» **WHAT THIS TASK INVOLVES**
Of the records that follow, copy only the lines from the line containing "names take the" to the line containing "self.bind_pattern(&rest.argument, rest_type, kind);", both included, exactly as written.

» **Data excerpts**
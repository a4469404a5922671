//! Statements and declaration binding.
//!
//! The checker does not walk statement trees itself: it plugs into the
//! return walk as its [`ExpressionTyper`] and binds declarations as the walk
//! passes them, so scopes are entered and left in step with the body.

use crate::return_type::ExpressionTyper;
use crate::state::TypeChecker;
use scry_ast::{CatchClause, Function, Node, VariableDeclaration, VariableKind};
use scry_binder::{DeclarationKind, ScopeKind, ScopeOptions, Symbol, SymbolFlags, SymbolKind};
use scry_common::TextRange;
use scry_solver::{TypeData, TypeId, get_property_type};
use tracing::trace;

/// How a pattern's identifiers are declared.
#[derive(Copy, Clone, Debug, PartialEq, Eq)]
pub(crate) enum BindingKind {
    Variable(DeclarationKind),
    Parameter,
}

impl ExpressionTyper for TypeChecker<'_> {
    fn type_of(&mut self, expr: &Node) -> TypeId {
        self.infer(expr)
    }

    fn visit_statement(&mut self, stmt: &Node) {
        self.check_statement(stmt);
    }

    fn enter_block(&mut self, owner: &Node) {
        self.enter_block_scope(owner);
    }

    fn enter_catch(&mut self, clause: &CatchClause) {
        self.scopes.enter_scope(
            ScopeKind::Catch,
            ScopeOptions::with_range(TextRange::new(clause.start, clause.end)),
        );
        if let Some(param) = &clause.param {
            self.bind_pattern(param, TypeId::ANY, BindingKind::Variable(DeclarationKind::Let));
        }
        self.hoist_declarations(&clause.body.body);
    }

    fn exit_block(&mut self) {
        self.scopes.exit_scope();
    }
}

pub(crate) const fn declaration_kind(kind: VariableKind) -> DeclarationKind {
    match kind {
        VariableKind::Var => DeclarationKind::Var,
        VariableKind::Let => DeclarationKind::Let,
        VariableKind::Const => DeclarationKind::Const,
    }
}

impl TypeChecker<'_> {
    pub(crate) fn check_statement(&mut self, stmt: &Node) {
        match stmt {
            Node::VariableDeclaration(decl) => self.check_variable_declaration(decl),
            Node::FunctionDeclaration(func) => self.check_function_declaration(func),
            Node::ClassDeclaration(class) => {
                self.check_class(class, true);
            }
            Node::ExpressionStatement(stmt) => {
                self.infer(&stmt.expression);
            }
            Node::IfStatement(stmt) => {
                self.infer(&stmt.test);
            }
            Node::WhileStatement(stmt) | Node::DoWhileStatement(stmt) => {
                self.infer(&stmt.test);
            }
            Node::SwitchStatement(stmt) => {
                self.infer(&stmt.discriminant);
            }
            Node::ThrowStatement(stmt) => {
                self.infer(&stmt.argument);
            }
            _ => {}
        }
    }

    /// Open the scope of a block, loop or `switch` and bind loop heads.
    fn enter_block_scope(&mut self, owner: &Node) {
        self.scopes
            .enter_scope(ScopeKind::Block, ScopeOptions::with_range(owner.range()));
        match owner {
            Node::BlockStatement(block) => self.hoist_declarations(&block.body),
            Node::ForStatement(for_stmt) => {
                if let Some(init) = &for_stmt.init {
                    match &**init {
                        Node::VariableDeclaration(decl) => self.check_variable_declaration(decl),
                        expr => {
                            self.infer(expr);
                        }
                    }
                }
                for expr in [&for_stmt.test, &for_stmt.update].into_iter().flatten() {
                    self.infer(expr);
                }
            }
            Node::ForInStatement(each) => {
                self.infer(&each.right);
                self.bind_loop_head(&each.left, TypeId::STRING);
            }
            Node::ForOfStatement(each) => {
                let iterated = self.infer(&each.right);
                let element = self.iterated_element_type(iterated);
                self.bind_loop_head(&each.left, element);
            }
            Node::SwitchStatement(switch) => {
                for case in &switch.cases {
                    if let Some(test) = &case.test {
                        self.infer(test);
                    }
                }
            }
            _ => {}
        }
    }

    /// Element type produced by `for (x of iterated)`.
    pub(crate) fn iterated_element_type(&self, iterated: TypeId) -> TypeId {
        match self.interner.lookup(iterated) {
            Some(TypeData::Array(element)) => element,
            _ if iterated == TypeId::STRING => TypeId::STRING,
            _ => TypeId::ANY,
        }
    }

    fn bind_loop_head(&mut self, left: &Node, element: TypeId) {
        match left {
            Node::VariableDeclaration(decl) => {
                let kind = BindingKind::Variable(declaration_kind(decl.kind));
                for declarator in &decl.declarations {
                    self.bind_pattern(&declarator.id, element, kind);
                }
            }
            target => {
                self.infer(target);
            }
        }
    }

    pub(crate) fn check_variable_declaration(&mut self, decl: &VariableDeclaration) {
        let kind = BindingKind::Variable(declaration_kind(decl.kind));
        for declarator in &decl.declarations {
            let init_type = match &declarator.init {
                Some(init) => self.infer(init),
                None => TypeId::ANY,
            };
            self.bind_pattern(&declarator.id, init_type, kind);
        }
    }

    /// Bind every identifier in `pattern`. Destructured names take the
    /// matching property or element type, `any` when it cannot be found.
    pub(crate) fn bind_pattern(&mut self, pattern: &Node, type_id: TypeId, kind: BindingKind) {
        match pattern {
            Node::Identifier(ident) => {
                self.define_binding(&ident.name, type_id, kind, pattern.range());
            }
            Node::ObjectPattern(object) => {
                for property in &object.properties {
                    match property {
                        Node::Property(prop) => {
                            let property_type = if prop.computed {
                                TypeId::ANY
                            } else {
                                prop.key
                                    .property_key_name()
                                    .and_then(|name| {
                                        let atom = self.interner.intern_string(&name);
                                        get_property_type(self.interner, type_id, atom)
                                    })
                                    .unwrap_or(TypeId::ANY)
                            };
                            self.bind_pattern(&prop.value, property_type, kind);
                        }
                        Node::RestElement(rest) => {
                            self.bind_pattern(&rest.argument, TypeId::ANY, kind);
                        }
                        _ => {}
                    }
                }
            }
            Node::ArrayPattern(array) => {
                let element = self.interner.array_element(type_id).unwrap_or(TypeId::ANY);
                for item in array.elements.iter().flatten() {
                    match item {
                        Node::RestElement(rest) => {
                            let rest_type = self.interner.array(element);
                            self.bind_pattern(&rest.argument, rest_type, kind);
                        }
                        other => self.bind_pattern(other, element, kind),
                    }
                }
            }
            Node::AssignmentPattern(assign) => {
                let default_type = self.infer(&assign.right);
                let bound = if matches!(type_id, TypeId::ANY | TypeId::UNDEFINED) {
                    default_type
                } else {
                    type_id
                };
                self.bind_pattern(&assign.left, bound, kind);
            }
            Node::RestElement(rest) => {
                self.bind_pattern(&rest.argument, type_id, kind);
            }
            _ => {}
        }
    }

    fn define_binding(&mut self, name: &str, type_id: TypeId, kind: BindingKind, range: TextRange) {
        match kind {
            BindingKind::Variable(DeclarationKind::Var) => {
                let symbol = Symbol::variable(name, DeclarationKind::Var, type_id).with_declaration(range);
                self.scopes.define_hoisted(symbol);
            }
            BindingKind::Variable(declaration) => {
                let symbol = Symbol::variable(name, declaration, type_id).with_declaration(range);
                self.scopes.define(symbol);
            }
            BindingKind::Parameter => {
                let symbol =
                    Symbol::new(name, SymbolKind::Parameter, type_id).with_declaration(range);
                self.scopes.define(symbol);
            }
        }
    }

    fn check_function_declaration(&mut self, func: &Function) {
        let function_type = self.check_function(func, ScopeKind::Function, None, &[]);
        let Some(name) = func.name() else {
            return;
        };
        let hoisted = self
            .scopes
            .resolve_in_current(name)
            .filter(|&id| self.scopes.symbol(id).is_some_and(|s| s.kind == SymbolKind::Function));
        match hoisted {
            Some(id) => self.scopes.set_symbol_type(id, function_type),
            None => {
                let symbol = Symbol::new(name, SymbolKind::Function, function_type)
                    .with_flags(function_flags(func))
                    .with_declaration(TextRange::new(func.start, func.end));
                self.scopes.define(symbol);
            }
        }
    }

    /// Make function declarations and top-level `var` names visible before
    /// the statements that declare them. Function types are placeholders
    /// until the declaration itself is checked.
    pub(crate) fn hoist_declarations(&mut self, statements: &[Node]) {
        for stmt in statements {
            match stmt {
                Node::FunctionDeclaration(func) => {
                    let Some(name) = func.name() else {
                        continue;
                    };
                    if self.scopes.resolve_in_current(name).is_some() {
                        continue;
                    }
                    let placeholder = self.placeholder_function_type(func);
                    let symbol = Symbol::new(name, SymbolKind::Function, placeholder)
                        .with_flags(function_flags(func) | SymbolFlags::HOISTED)
                        .with_declaration(TextRange::new(func.start, func.end));
                    self.scopes.define(symbol);
                    trace!(name, "hoisted function");
                }
                Node::VariableDeclaration(decl) if decl.kind == VariableKind::Var => {
                    for declarator in &decl.declarations {
                        if let Node::Identifier(ident) = &*declarator.id
                            && self.scopes.resolve_in_current(&ident.name).is_none()
                        {
                            let symbol =
                                Symbol::variable(&ident.name, DeclarationKind::Var, TypeId::ANY)
                                    .with_flags(SymbolFlags::HOISTED)
                                    .with_declaration(declarator.id.range());
                            self.scopes.define_hoisted(symbol);
                        }
                    }
                }
                _ => {}
            }
        }
    }
}

pub(crate) fn function_flags(func: &Function) -> SymbolFlags {
    let mut flags = SymbolFlags::empty();
    if func.is_async {
        flags |= SymbolFlags::ASYNC;
    }
    if func.is_generator {
        flags |= SymbolFlags::GENERATOR;
    }
    flags
}

#[cfg(test)]
#[path = "../tests/statements_tests.rs"]
mod tests;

» **WRITTEN RESPONSE**
    /// Bind every identifier in `pattern`. Destructured names take the
    /// matching property or element type, `any` when it cannot be found.
    pub(crate) fn bind_pattern(&mut self, pattern: &Node, type_id: TypeId, kind: BindingKind) {
        match pattern {
            Node::Identifier(ident) => {
                self.define_binding(&ident.name, type_id, kind, pattern.range());
            }
            Node::ObjectPattern(object) => {
                for property in &object.properties {
                    match property {
                        Node::Property(prop) => {
                            let property_type = if prop.computed {
                                TypeId::ANY
                            } else {
                                prop.key
                                    .property_key_name()
                                    .and_then(|name| {
                                        let atom = self.interner.intern_string(&name);
                                        get_property_type(self.interner, type_id, atom)
                                    })
                                    .unwrap_or(TypeId::ANY)
                            };
                            self.bind_pattern(&prop.value, property_type, kind);
                        }
                        Node::RestElement(rest) => {
                            self.bind_pattern(&rest.argument, TypeId::ANY, kind);
                        }
                        _ => {}
                    }
                }
            }
            Node::ArrayPattern(array) => {
                let element = self.interner.array_element(type_id).unwrap_or(TypeId::ANY);
                for item in array.elements.iter().flatten() {
                    match item {
                        Node::RestElement(rest) => {
                            let rest_type = self.interner.array(element);
                            self.bind_pattern(&rest.argument, rest_type, kind);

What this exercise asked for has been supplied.